Wheel chair ramps for the paraplegic, machines that help blind people to access computers and printed materials, allow deaf people to use the telephone, and let dexterity impaired people "type" without using their hands.   Society has made wonderful provisions for the disabled. 

At home and in the workplace, we do what we can to help the challenged comfortable and productive.

But can we accommodate everyone? Not every job is a proper fit for everyone. We cannot expect a blind person to be a lifeguard at the YMCA. Nor would a taste tester at Ben and Jerry's be the best job for a diabetic. So should the disabled person "try harder" to fit in with all of society? Should we say to them 'buck up' or "get over your challenges"?  NO. We do encourage them to take their special challenges and find the job that is suited to their needs. We encourage them to turn their challenges into strengths that have a place in this world.

But what about the person struggling with a "hidden" disability? The person with ADD, mental challenges, sensory disorders or....? The list goes on. When a disability is not immediately 'visible', co-workers and even family have trouble understanding a need for accommodation. They may perceive the person as unmotivated to "fit in".
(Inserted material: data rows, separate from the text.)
use super::record::StoredDocument;

/// In-memory cosine index rebuilt from the persisted records on every load.
#[derive(Debug)]
pub(crate) struct SimilarityIndex {
    dimension: Option<usize>,
    uniform: bool,
    norms: Vec<f32>,
}

impl SimilarityIndex {
    pub fn build(records: &[StoredDocument]) -> Self {
        let dimension = records.first().map(|doc| doc.vector.len());
        let uniform = records
            .iter()
            .all(|doc| Some(doc.vector.len()) == dimension && !doc.vector.is_empty());
        let norms = records.iter().map(|doc| norm(&doc.vector)).collect();
        Self {
            dimension,
            uniform,
            norms,
        }
    }

    /// Dimension of the stored vectors when every record agrees on one.
    pub fn uniform_dimension(&self) -> Option<usize> {
        if self.uniform {
            self.dimension
        } else {
            None
        }
    }

    /// Cosine similarity between `query` and record `position`. `None` when
    /// the dimensions differ or either vector has zero length.
    pub fn score(&self, records: &[StoredDocument], position: usize, query: &[f32]) -> Option<f32> {
        let record = records.get(position)?;
        if record.vector.len() != query.len() || query.is_empty() {
            return None;
        }
        let record_norm = *self.norms.get(position)?;
        let query_norm = norm(query);
        if record_norm == 0.0 || query_norm == 0.0 {
            return None;
        }
        let dot: f32 = record
            .vector
            .iter()
            .zip(query)
            .map(|(a, b)| a * b)
            .sum();
        Some(dot / (record_norm * query_norm))
    }
}

fn norm(vector: &[f32]) -> f32 {
    vector.iter().map(|v| v * v).sum::<f32>().sqrt()
}

/// Sorts `(position, score)` pairs best-first and keeps `k`.
pub(crate) fn top_k(mut scored: Vec<(usize, f32)>, k: usize) -> Vec<(usize, f32)> {
    scored.sort_by(|a, b| b.1.total_cmp(&a.1));
    scored.truncate(k);
    scored
}
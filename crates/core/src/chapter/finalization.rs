use serde::{Deserialize, Serialize};

use crate::blueprint::parse_chapter_info;
use crate::generation::LanguageModel;
use crate::knowledge::{ingest, DocumentMetadata, DocumentType};
use crate::logging::LogLevel;
use crate::project::ArtifactSlot;
use crate::running::{RunningDocument, RunningDocumentService};

use super::prompt::optimize_arguments;
use super::summary::RecentChapters;
use super::{validate_chapter_number, ChapterError, ChapterService, ChapterStage};

/// Everything a finalization pass rewrote.
#[derive(Clone, Debug, PartialEq, Eq, Serialize, Deserialize)]
#[serde(rename_all = "camelCase")]
pub struct FinalizeOutcome {
    pub content: String,
    pub global_summary: String,
    pub character_state: String,
}

impl<'a> ChapterService<'a> {
    /// Polishes a stored draft, folds it into the running documents and
    /// indexes the result. Running it again on the same chapter repeats the
    /// whole pass on the already polished text.
    pub fn finalize<M: LanguageModel + ?Sized>(
        &self,
        model: &M,
        project_id: &str,
        number: u32,
    ) -> Result<FinalizeOutcome, ChapterError> {
        let number = validate_chapter_number(number)?;
        self.store
            .exclusive(project_id, || self.finalize_locked(model, project_id, number))
    }

    fn finalize_locked<M: LanguageModel + ?Sized>(
        &self,
        model: &M,
        project_id: &str,
        number: u32,
    ) -> Result<FinalizeOutcome, ChapterError> {
        self.store.get(project_id)?;
        let draft_slot = ArtifactSlot::ChapterDraft(number);
        let draft = self
            .store
            .read_slot(project_id, draft_slot)?
            .ok_or(ChapterError::MissingPrerequisite { slot: draft_slot })?;
        if draft.trim().is_empty() {
            return Err(ChapterError::EmptyDraft(number));
        }

        let architecture = self
            .store
            .read_slot_or_empty(project_id, ArtifactSlot::ArchitectureFinal)?;
        let blueprint = self
            .store
            .read_slot_or_empty(project_id, ArtifactSlot::Blueprint)?;
        let entry = parse_chapter_info(&blueprint, number);
        let previous_excerpt =
            RecentChapters::load(self.store, project_id, number)?.previous_excerpt();

        let args = optimize_arguments(&entry, &architecture, &previous_excerpt, &draft);
        let prompt = self
            .prompts
            .format("optimize_chapter", &args)
            .map_err(|source| ChapterError::Prompt {
                stage: ChapterStage::Optimize,
                source,
            })?;
        self.log(LogLevel::Info, format!("开始定稿第{number}章"));
        let content = self.invoke(model, ChapterStage::Optimize, &prompt, None)?;
        self.store.write_slot(project_id, draft_slot, &content)?;

        let running = RunningDocumentService::new(self.store, self.prompts, self.knowledge, self.sink)
            .with_max_retries(self.max_retries);
        let mut revised = Vec::with_capacity(2);
        for document in [RunningDocument::GlobalSummary, RunningDocument::CharacterState] {
            let previous = self.store.read_slot_or_empty(project_id, document.slot())?;
            let text = running.revise(model, document, &previous, &content)?;
            self.store.write_slot(project_id, document.slot(), &text)?;
            revised.push(text);
        }
        let character_state = revised.pop().unwrap_or_default();
        let global_summary = revised.pop().unwrap_or_default();
        self.store.touch(project_id)?;

        ingest(
            self.knowledge,
            self.sink,
            &content,
            DocumentMetadata::new(DocumentType::Chapter, project_id).with_chapter(number),
        );
        self.log(LogLevel::Info, format!("第{number}章定稿完成"));

        Ok(FinalizeOutcome {
            content,
            global_summary,
            character_state,
        })
    }
}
Asperger's can be considered a hidden disability which results in great difficulty getting additional support and empathy. This is largely due to the fact that many of these people tend to be seen as immature, self centered or "picky". Unless you live with a person with aspergers, you may make careless statements like "you would change if you really wanted to"  "Life isn't easy, deal with it!" "you will never make it in this world unless you try harder"

A person with Asperger's can "change" about as easily as a diabetic can stop taking insulin. 
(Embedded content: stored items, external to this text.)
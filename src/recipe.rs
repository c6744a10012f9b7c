//! Recipe data model.
//!
//! A recipe is a declarative unit of desired software state: a set of remote
//! artifacts plus ordered install and update steps. Recipes are loaded from
//! TOML or JSON and are never mutated once loaded.
//!
//! ```toml
//! name = "demo"
//! version = "1.0"
//! desiredState = "INSTALLED"
//!
//! [[artifacts]]
//! id = "a1"
//! uri = "https://example.com/tool"
//! checksum = "b94d27b9934d3e08a52e52d7da7dabfac484efe37a5380ee9088f7ace2efcde9"
//!
//! [[installSteps]]
//! type = "fileExec"
//! location = { artifactId = "a1" }
//! args = ["--flag"]
//! ```

use std::collections::HashSet;
use std::fmt;
use std::path::Path;

use anyhow::{Context, Result};
use serde::{Deserialize, Serialize};

use crate::error::Error;

#[derive(Debug, Clone, Copy, Default, PartialEq, Eq, Serialize, Deserialize)]
#[serde(rename_all = "SCREAMING_SNAKE_CASE")]
pub enum DesiredState {
    /// Apply once per name; later versions are ignored.
    #[default]
    Installed,
    /// Re-apply with `updateSteps` whenever a strictly newer version arrives.
    Updated,
}

#[derive(Debug, Clone, PartialEq, Eq, Serialize, Deserialize)]
#[serde(rename_all = "camelCase")]
pub struct Recipe {
    pub name: String,
    /// Dotted version; empty means unversioned.
    #[serde(default)]
    pub version: String,
    #[serde(default)]
    pub desired_state: DesiredState,
    #[serde(default)]
    pub artifacts: Vec<Artifact>,
    #[serde(default)]
    pub install_steps: Vec<Step>,
    #[serde(default)]
    pub update_steps: Vec<Step>,
}

#[derive(Debug, Clone, PartialEq, Eq, Serialize, Deserialize)]
#[serde(rename_all = "camelCase")]
pub struct Artifact {
    pub id: String,
    pub uri: String,
    /// Hex SHA-256 of the content; empty means unchecked.
    #[serde(default)]
    pub checksum: String,
    #[serde(default)]
    pub allow_insecure: bool,
}

#[derive(Debug, Clone, Copy, Default, PartialEq, Eq, Serialize, Deserialize)]
pub enum ArchiveType {
    #[default]
    #[serde(rename = "unspecified")]
    Unspecified,
    #[serde(rename = "zip")]
    Zip,
    #[serde(rename = "tar")]
    Tar,
    #[serde(rename = "tar.gz")]
    TarGz,
    #[serde(rename = "tar.bz2")]
    TarBz2,
    #[serde(rename = "tar.lzma")]
    TarLzma,
    #[serde(rename = "tar.xz")]
    TarXz,
}

impl fmt::Display for ArchiveType {
    fn fmt(&self, f: &mut fmt::Formatter<'_>) -> fmt::Result {
        let s = match self {
            ArchiveType::Unspecified => "unspecified",
            ArchiveType::Zip => "zip",
            ArchiveType::Tar => "tar",
            ArchiveType::TarGz => "tar.gz",
            ArchiveType::TarBz2 => "tar.bz2",
            ArchiveType::TarLzma => "tar.lzma",
            ArchiveType::TarXz => "tar.xz",
        };
        f.write_str(s)
    }
}

#[derive(Debug, Clone, Copy, PartialEq, Eq, Serialize, Deserialize)]
#[serde(rename_all = "lowercase")]
pub enum PackageKind {
    Msi,
    Dpkg,
    Rpm,
}

impl fmt::Display for PackageKind {
    fn fmt(&self, f: &mut fmt::Formatter<'_>) -> fmt::Result {
        let s = match self {
            PackageKind::Msi => "msi",
            PackageKind::Dpkg => "dpkg",
            PackageKind::Rpm => "rpm",
        };
        f.write_str(s)
    }
}

/// Where a `FileExec` step finds its executable.
#[derive(Debug, Clone, PartialEq, Eq, Serialize, Deserialize)]
#[serde(rename_all = "camelCase")]
pub enum ExecLocation {
    LocalPath(String),
    ArtifactId(String),
}

#[derive(Debug, Clone, Copy, Default, PartialEq, Eq, Serialize, Deserialize)]
#[serde(rename_all = "lowercase")]
pub enum Interpreter {
    /// Execute the script file directly (it must carry its own shebang).
    None,
    /// `/bin/sh` on Unix, `cmd.exe` on Windows.
    #[default]
    Shell,
    Powershell,
}

/// One unit of work. Steps run strictly in list order.
#[derive(Debug, Clone, PartialEq, Eq, Serialize, Deserialize)]
#[serde(tag = "type", rename_all = "camelCase", rename_all_fields = "camelCase")]
pub enum Step {
    FileCopy {
        artifact_id: String,
        destination: String,
        #[serde(default)]
        overwrite: bool,
        /// Octal mode string such as `"0755"`; empty keeps the default.
        #[serde(default)]
        permissions: String,
    },
    ArchiveExtraction {
        artifact_id: String,
        destination: String,
        #[serde(default)]
        archive_type: ArchiveType,
    },
    PackageFileInstallation {
        artifact_id: String,
        kind: PackageKind,
    },
    FileExec {
        location: ExecLocation,
        #[serde(default)]
        args: Vec<String>,
    },
    ScriptRun {
        body: String,
        #[serde(default)]
        args: Vec<String>,
        #[serde(default)]
        interpreter: Interpreter,
    },
}

impl Step {
    /// Name used for the step's working directory (`step<NN>_<kind>`).
    pub fn kind_name(&self) -> &'static str {
        match self {
            Step::FileCopy { .. } => "FileCopy",
            Step::ArchiveExtraction { .. } => "ArchiveExtraction",
            Step::PackageFileInstallation { .. } => "PackageFileInstallation",
            Step::FileExec { .. } => "FileExec",
            Step::ScriptRun { .. } => "ScriptRun",
        }
    }

    /// Artifact id this step depends on, if any.
    pub fn artifact_id(&self) -> Option<&str> {
        match self {
            Step::FileCopy { artifact_id, .. }
            | Step::ArchiveExtraction { artifact_id, .. }
            | Step::PackageFileInstallation { artifact_id, .. } => Some(artifact_id),
            Step::FileExec {
                location: ExecLocation::ArtifactId(id),
                ..
            } => Some(id),
            Step::FileExec { .. } | Step::ScriptRun { .. } => None,
        }
    }
}

impl Recipe {
    /// Load a recipe from a `.json` or `.toml` file.
    pub fn from_path(path: &Path) -> Result<Self> {
        let content = std::fs::read_to_string(path)
            .with_context(|| format!("Failed to read recipe: {}", path.display()))?;

        let is_json = path
            .extension()
            .is_some_and(|ext| ext.eq_ignore_ascii_case("json"));

        let recipe: Recipe = if is_json {
            serde_json::from_str(&content)
                .with_context(|| format!("Failed to parse recipe: {}", path.display()))?
        } else {
            toml::from_str(&content)
                .with_context(|| format!("Failed to parse recipe: {}", path.display()))?
        };
        Ok(recipe)
    }

    /// Directory segment for this recipe: `name` or `name_version`.
    pub fn dir_name(&self) -> String {
        if self.version.is_empty() {
            self.name.clone()
        } else {
            format!("{}_{}", self.name, self.version)
        }
    }

    pub fn artifact(&self, id: &str) -> Option<&Artifact> {
        self.artifacts.iter().find(|a| a.id == id)
    }

    /// Check the recipe is self-consistent. Performs no IO.
    ///
    /// A step referencing an undeclared artifact is an `ArtifactNotFound`
    /// configuration error.
    pub fn validate(&self) -> std::result::Result<(), Error> {
        if self.name.is_empty() {
            return Err(Error::InvalidRecipe("recipe name is empty".into()));
        }
        // Name and version become directory names.
        for (field, value) in [("name", &self.name), ("version", &self.version)] {
            if value == ".." || value.contains(['/', '\\']) {
                return Err(Error::InvalidRecipe(format!(
                    "recipe {} '{}' must not contain path separators",
                    field, value
                )));
            }
        }

        let mut ids = HashSet::new();
        for artifact in &self.artifacts {
            if artifact.id.is_empty() {
                return Err(Error::InvalidRecipe("artifact with empty id".into()));
            }
            // Ids name the downloaded file and an environment variable.
            if artifact.id.contains(['/', '\\', '=']) || artifact.id == ".." || artifact.id == "." {
                return Err(Error::InvalidRecipe(format!(
                    "artifact id '{}' must not contain '/', '\\' or '='",
                    artifact.id
                )));
            }
            if !ids.insert(artifact.id.as_str()) {
                return Err(Error::InvalidRecipe(format!(
                    "duplicate artifact id '{}'",
                    artifact.id
                )));
            }
        }

        for step in self.install_steps.iter().chain(&self.update_steps) {
            if let Some(id) = step.artifact_id()
                && !ids.contains(id)
            {
                return Err(Error::ArtifactNotFound(id.to_string()));
            }
        }
        Ok(())
    }
}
My son has Asperger's. Though not as severe as some, he has several 'challenges' that he must live with. I have been told be well meaning people that he needs to "get over his issues" I need to tell them that these "issues" may make life more difficult, but they are also things that make him special and unique.

Although there are many positive attributes to having asperger's, there are many challenging issues as well.  My son has sensory issues. Meaning that he has negative responses to certain touches and sounds. His clothing has always been a major concern. He wears very worn t-shirts and jeans 99.9% of the time. His clothing has to be extremely soft or he will be distracted and uncomfortable beyond his control (I have been told that new shirts feel like they are poking him). Should I insist he wear 'new' clothes so that he will 'fit in'? Or should I insist that the clothes he prefers at least be clean and be happy that he is comfortable and able to do his school work without being attacked by his clothing?  I have been told that he will be expected to do better in the workplace.  I am not totally sold on that idea. In my own situation, I rarely met any of my clients face to face. Today's work force offers a multitude of great opportunities for the 'casual dresser'. It also provides an infinite world of possibilities for the 'unique' to be productive and successful.

I ask those of you that know some one with a 'hidden' disability to celebrate the positives of those people and instead of insisting that they change what they cannot control, I ask you to change what you can, your acceptance of them. Try not to force your world on them, but think of them as that unique and special piece to the puzzle that without it, our world would be incomplete!